Key words: Central coordination relay, distributed generation, protection, intentional islanding, reliability indices
1. Introduction
Distributed generation resources are being increasingly utilized in electrical distribution systems around the
globe. As technological improvements and the importance of green energy advance, distributed generation
(DG) will play a larger role in distribution systems in terms of quantity and total generation capacity.

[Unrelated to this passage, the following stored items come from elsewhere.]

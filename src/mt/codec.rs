//! Tag-line grammar shared by all MT9xx messages.
//!
//! Messages are CRLF separated lines; a field starts with `:NN[X]:` and may
//! continue on following lines that do not start with a tag. A line holding
//! only `-` ends the text block.

use super::types::{Balance, BalanceKind, Transaction};
use crate::error::{Error, Result};
use crate::types::{round_amount, DebitCredit};
use chrono::{DateTime, Datelike, FixedOffset, NaiveDate};
use lazy_static::lazy_static;
use regex::Regex;
use rust_decimal::Decimal;
use std::str::FromStr;
use tracing::debug;

pub const LINE_SEPARATOR: &str = "\r\n";
pub const END_MARKER: &str = "-";

lazy_static! {
    static ref TAG_LINE: Regex = Regex::new(r"^:(\d{2}[A-Z]?):(.*)$").unwrap();
    static ref STATEMENT_LINE: Regex = Regex::new(
        r"^(\d{6})(\d{4})?(R?[CD])([A-Z])?(\d+,\d*)([NFS][A-Z0-9]{3})(.*?)(?://(.*))?$"
    )
    .unwrap();
    static ref BLOCK2_TYPE: Regex = Regex::new(r"\{2:[IO](\d{3})").unwrap();
}

/// One tag with its content. Continuation lines are kept, joined by `\n`.
#[derive(Debug, Clone, PartialEq, Eq)]
pub struct Field {
    pub tag: String,
    pub content: String,
    /// 1-based line number of the tag line.
    pub line: usize,
}

impl Field {
    pub fn lines(&self) -> impl Iterator<Item = &str> {
        self.content.split('\n')
    }

    /// Content with continuation lines concatenated without separator.
    pub fn joined(&self) -> String {
        self.lines().collect()
    }

    fn parse_error(&self, message: impl Into<String>) -> Error {
        Error::MtParseError {
            line: self.line,
            message: format!(":{}: {}", self.tag, message.into()),
        }
    }
}

/// Message type code from an `{2:I940…}` / `{2:O940…}` application header.
pub fn envelope_type(text: &str) -> Option<&str> {
    BLOCK2_TYPE
        .captures(text)
        .and_then(|c| c.get(1))
        .map(|m| m.as_str())
}

/// Remove a `{1:..}{2:..}{4:` envelope and its `-}` trailer if present.
fn strip_envelope(text: &str) -> &str {
    let text = text.trim();
    let body = match text.find("{4:") {
        Some(pos) if text.starts_with('{') => &text[pos + 3..],
        _ => text,
    };
    match body.rfind("-}") {
        Some(pos) if text.starts_with('{') => &body[..pos + 1],
        _ => body,
    }
}

/// Split a message into its fields.
pub fn split_fields(text: &str) -> Result<Vec<Field>> {
    let body = strip_envelope(text);
    let mut fields: Vec<Field> = Vec::new();

    for (index, raw) in body.lines().enumerate() {
        let line = raw.trim_end_matches('\r');
        let number = index + 1;
        if line.trim() == END_MARKER {
            break;
        }
        if let Some(caps) = TAG_LINE.captures(line) {
            fields.push(Field {
                tag: caps[1].to_string(),
                content: caps[2].to_string(),
                line: number,
            });
            continue;
        }
        match fields.last_mut() {
            Some(field) => {
                field.content.push('\n');
                field.content.push_str(line);
            }
            None if line.trim().is_empty() => {}
            None => {
                return Err(Error::MtParseError {
                    line: number,
                    message: format!("content before first tag: '{}'", line),
                })
            }
        }
    }

    if fields.is_empty() {
        return Err(Error::ParseError("no MT fields found".to_string()));
    }
    Ok(fields)
}

/// Join tag lines with CRLF and close with the end marker.
pub fn assemble(lines: &[String]) -> String {
    let mut out = lines.join(LINE_SEPARATOR);
    out.push_str(LINE_SEPARATOR);
    out.push_str(END_MARKER);
    out
}

pub fn format_date(date: NaiveDate) -> String {
    date.format("%y%m%d").to_string()
}

pub fn parse_date(value: &str) -> Result<NaiveDate> {
    NaiveDate::parse_from_str(value, "%y%m%d").map_err(|_| Error::InvalidDate(value.to_string()))
}

/// `:13D:` date-time indication, `YYMMDDHHMM±hhmm`.
pub fn format_date_time(value: &DateTime<FixedOffset>) -> String {
    value.format("%y%m%d%H%M%z").to_string()
}

pub fn parse_date_time(value: &str) -> Result<DateTime<FixedOffset>> {
    DateTime::parse_from_str(value.trim(), "%y%m%d%H%M%z")
        .map_err(|_| Error::InvalidDate(value.to_string()))
}

/// SWIFT amount: absolute value, two decimals, comma separator.
pub fn format_amount(amount: Decimal) -> String {
    format!("{:.2}", round_amount(amount.abs())).replace('.', ",")
}

pub fn parse_amount(value: &str) -> Result<Decimal> {
    let mut normalized = value.trim().replace(',', ".");
    if normalized.ends_with('.') {
        normalized.push('0');
    }
    Decimal::from_str(&normalized)
        .map(round_amount)
        .map_err(|_| Error::InvalidAmount(value.to_string()))
}

/// `<D/C><YYMMDD><CCY><AMOUNT>`
pub fn format_balance(balance: &Balance) -> String {
    format!(
        "{}{}{}{}",
        balance.debit_credit.mt_code(),
        format_date(balance.date),
        balance.currency,
        format_amount(balance.amount)
    )
}

pub fn balance_line(balance: &Balance) -> String {
    format!(":{}:{}", balance.kind.tag(), format_balance(balance))
}

pub fn parse_balance(field: &Field) -> Result<Balance> {
    let kind = BalanceKind::from_tag(&field.tag).ok_or_else(|| field.parse_error("not a balance tag"))?;
    let content = field.content.trim();
    if content.len() < 11 || !content.is_ascii() {
        return Err(field.parse_error(format!("balance too short: '{}'", content)));
    }
    let debit_credit = content[0..1]
        .parse::<DebitCredit>()
        .map_err(|e| field.parse_error(e))?;
    let date = parse_date(&content[1..7])?;
    let currency = &content[7..10];
    let amount = parse_amount(&content[10..])?;
    Ok(Balance::new(kind, debit_credit, date, currency, amount))
}

/// `:61:` statement line plus the optional supplementary details line.
pub fn statement_lines(tx: &Transaction) -> Vec<String> {
    let value_date = tx.valuta_date().unwrap_or(tx.booking_date());
    let mark = if tx.is_reversal() {
        format!("R{}", tx.debit_credit().mt_code())
    } else {
        tx.debit_credit().mt_code().to_string()
    };
    let mut line = format!(
        ":61:{}{}{}{}{}{}",
        format_date(value_date),
        tx.booking_date().format("%m%d"),
        mark,
        format_amount(tx.amount()),
        tx.transaction_code(),
        tx.customer_reference()
    );
    if let Some(bank_reference) = tx.bank_reference() {
        line.push_str("//");
        line.push_str(bank_reference);
    }

    let mut lines = vec![line];
    if let Some(details) = tx.supplementary_details() {
        lines.push(details.to_string());
    }
    lines
}

/// Resolve the year of an `MMDD` entry date relative to the value date.
/// Entries booked in December for a January value date belong to the
/// previous year, and vice versa.
fn entry_date(value_date: NaiveDate, mmdd: &str) -> Result<NaiveDate> {
    let month: u32 = mmdd[0..2].parse().map_err(|_| Error::InvalidDate(mmdd.to_string()))?;
    let day: u32 = mmdd[2..4].parse().map_err(|_| Error::InvalidDate(mmdd.to_string()))?;
    let year = match (value_date.month(), month) {
        (1, 12) => value_date.year() - 1,
        (12, 1) => value_date.year() + 1,
        _ => value_date.year(),
    };
    NaiveDate::from_ymd_opt(year, month, day).ok_or_else(|| Error::InvalidDate(mmdd.to_string()))
}

/// Parse a `:61:` field. The purpose is attached later from `:86:`.
pub fn parse_statement_line(field: &Field, currency: &str) -> Result<Transaction> {
    let mut lines = field.lines();
    let first = lines.next().unwrap_or("").trim();
    let caps = STATEMENT_LINE
        .captures(first)
        .ok_or_else(|| field.parse_error(format!("malformed statement line '{}'", first)))?;

    let value_date = parse_date(&caps[1])?;
    let booking_date = match caps.get(2) {
        Some(mmdd) => entry_date(value_date, mmdd.as_str())?,
        None => value_date,
    };
    let mark = &caps[3];
    let debit_credit = mark[mark.len() - 1..]
        .parse::<DebitCredit>()
        .map_err(|e| field.parse_error(e))?;
    let amount = parse_amount(&caps[5])?;

    let mut tx = Transaction::new(booking_date, amount, debit_credit, currency)
        .with_valuta_date(value_date)
        .with_reversal(mark.starts_with('R'))
        .with_transaction_code(&caps[6])?;

    let customer_reference = caps[7].trim();
    if !customer_reference.is_empty() {
        tx = tx.with_customer_reference(customer_reference)?;
    }
    if let Some(bank_reference) = caps.get(8).map(|m| m.as_str().trim()).filter(|r| !r.is_empty()) {
        tx = tx.with_bank_reference(bank_reference)?;
    }
    let details: String = lines.collect::<Vec<_>>().join(" ");
    if !details.trim().is_empty() {
        tx = tx.with_supplementary_details(details.trim())?;
    }
    Ok(tx)
}

/// Split text into chunks of at most `width` characters.
pub fn chunk_chars(text: &str, width: usize) -> Vec<String> {
    let chars: Vec<char> = text.chars().collect();
    chars
        .chunks(width.max(1))
        .map(|chunk| chunk.iter().collect())
        .collect()
}

/// True when `line` would be read back as a tag or as the end marker.
pub fn breaks_message(line: &str) -> bool {
    line.starts_with(':') || line.trim() == END_MARKER
}

/// Reject text that cannot stay inside one field.
pub fn check_field_text(field: &str, text: &str) -> Result<()> {
    if text.contains(['\r', '\n']) {
        return Err(Error::InvalidArgument(format!(
            "{} contains a line break: '{}'",
            field,
            text.escape_debug()
        )));
    }
    Ok(())
}

/// Split narrative text into lines of `first_width`, then `width`
/// characters. A boundary moves back while the following line would start
/// with `:` or read as the end marker; text that cannot be split that way
/// is rejected.
pub fn narrative_lines(field: &str, text: &str, first_width: usize, width: usize) -> Result<Vec<String>> {
    check_field_text(field, text)?;
    let chars: Vec<char> = text.chars().collect();
    let width = width.max(1);
    let next_line = |start: usize| -> String { chars[start..(start + width).min(chars.len())].iter().collect() };

    let mut lines = Vec::new();
    let mut start = 0;
    let mut limit = first_width.max(1);
    while start < chars.len() {
        let mut end = (start + limit).min(chars.len());
        while end < chars.len() && end > start + 1 && breaks_message(&next_line(end)) {
            end -= 1;
        }
        if end < chars.len() && breaks_message(&next_line(end)) {
            return Err(Error::InvalidArgument(format!(
                "{} cannot be wrapped without starting a line with ':' or '-': '{}'",
                field, text
            )));
        }
        lines.push(chars[start..end].iter().collect());
        start = end;
        limit = width;
    }
    Ok(lines)
}

/// Wrap free text for a tag: the first line follows the tag, the rest are
/// continuation lines, at most `max_lines` lines in total.
pub fn wrap_field(tag: &str, text: &str, width: usize, max_lines: usize) -> Result<Vec<String>> {
    let chunks = narrative_lines(tag, text, width, width)?;
    if chunks.len() > max_lines {
        debug!(tag, lines = chunks.len(), max_lines, "field text truncated");
    }
    Ok(chunks
        .into_iter()
        .take(max_lines)
        .enumerate()
        .map(|(i, chunk)| if i == 0 { format!(":{}:{}", tag, chunk) } else { chunk })
        .collect())
}

/// Find the first field with `tag`.
pub fn find<'a>(fields: &'a [Field], tag: &str) -> Option<&'a Field> {
    fields.iter().find(|f| f.tag == tag)
}

/// Content of a required single-line field.
pub fn required(fields: &[Field], tag: &str, name: &str) -> Result<String> {
    find(fields, tag)
        .map(|f| f.joined().trim().to_string())
        .filter(|v| !v.is_empty())
        .ok_or_else(|| Error::MissingField(format!("{} :{}:", name, tag)))
}
//! camt.033 RequestForDuplicate.

use super::{add_head, finish, message_root, open, read_head, start, validate_head};
use crate::error::Result;
use crate::iso20022::common::{Assignment, Case};
use crate::iso20022::{CamtType, CamtVersion};

/// Asks the assignee to resend a message; carries only the shared head.
#[derive(Debug, Clone, PartialEq, Eq)]
pub struct Camt033Document {
    pub assignment: Assignment,
    pub case: Option<Case>,
}

impl Camt033Document {
    pub fn new(assignment: Assignment) -> Self {
        Self { assignment, case: None }
    }

    pub fn with_case(&self, case: Case) -> Self {
        Self {
            case: Some(case),
            ..self.clone()
        }
    }

    pub fn to_xml(&self, version: CamtVersion) -> Result<String> {
        let mut b = start(CamtType::Camt033, version)?;
        add_head(&mut b, &self.assignment, self.case.as_ref());
        finish(b)
    }

    pub fn from_xml(xml: &str) -> Result<Self> {
        let doc = open(xml, CamtType::Camt033)?;
        let root = message_root(&doc, CamtType::Camt033)?;
        let (assignment, case) = read_head(&doc, root)?;
        Ok(Self { assignment, case })
    }

    pub fn validate(&self) -> Result<()> {
        validate_head(&self.assignment, self.case.as_ref())
    }
}

xml_io!(Camt033Document, CamtVersion);

#[cfg(test)]
mod tests {
    use super::*;
    use crate::iso20022::camt::fixtures::assignment;
    use crate::iso20022::common::AssignmentParty;
    use pretty_assertions::assert_eq;

    #[test]
    fn test_round_trip_with_case_creator() {
        let case = Case::new("CASE-33").with_creator(AssignmentParty::party_name("ACME GmbH"));
        let doc = Camt033Document::new(assignment()).with_case(case);
        let xml = doc.to_xml(CamtVersion::V07).unwrap();
        assert!(xml.contains("<Cretr>"));
        assert_eq!(Camt033Document::from_xml(&xml).unwrap(), doc);
    }

    #[test]
    fn test_write_to() {
        let mut out = Vec::new();
        Camt033Document::new(assignment())
            .write_to(&mut out, CamtVersion::V06)
            .unwrap();
        let xml = String::from_utf8(out).unwrap();
        assert!(xml.starts_with("<?xml version=\"1.0\" encoding=\"UTF-8\"?>"));
        assert!(xml.contains("urn:iso:std:iso:20022:tech:xsd:camt.033.001.06"));
    }
}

DG may bring many advantages such as reduced system losses and improved power quality and reliability
[1]. However, a greater role of DG in distribution systems may lead to system issues, including protection
problems [2]. The main protection issues are overcurrent protection, instantaneous reclosing, ferroresonance,
reduced insulation, transformer connections, and ground faults [3]. Conventional distribution systems are
planned as passive networks that carry power from generation centers to loads through transmission systems
without any generation at the distribution level. With the integration of DG, distribution systems become
active networks. Therefore, conventional feeder protection, especially overcurrent protection coordination, must
be handled with care [4].
Overcurrent protection coordination must satisfy the following conditions during a short-circuit fault [5]:
• The faulted part should be removed as soon as possible.
• The smallest possible part should be disconnected.
• All faults should be cleared within the protection zone.
∗Correspondence: [email protected]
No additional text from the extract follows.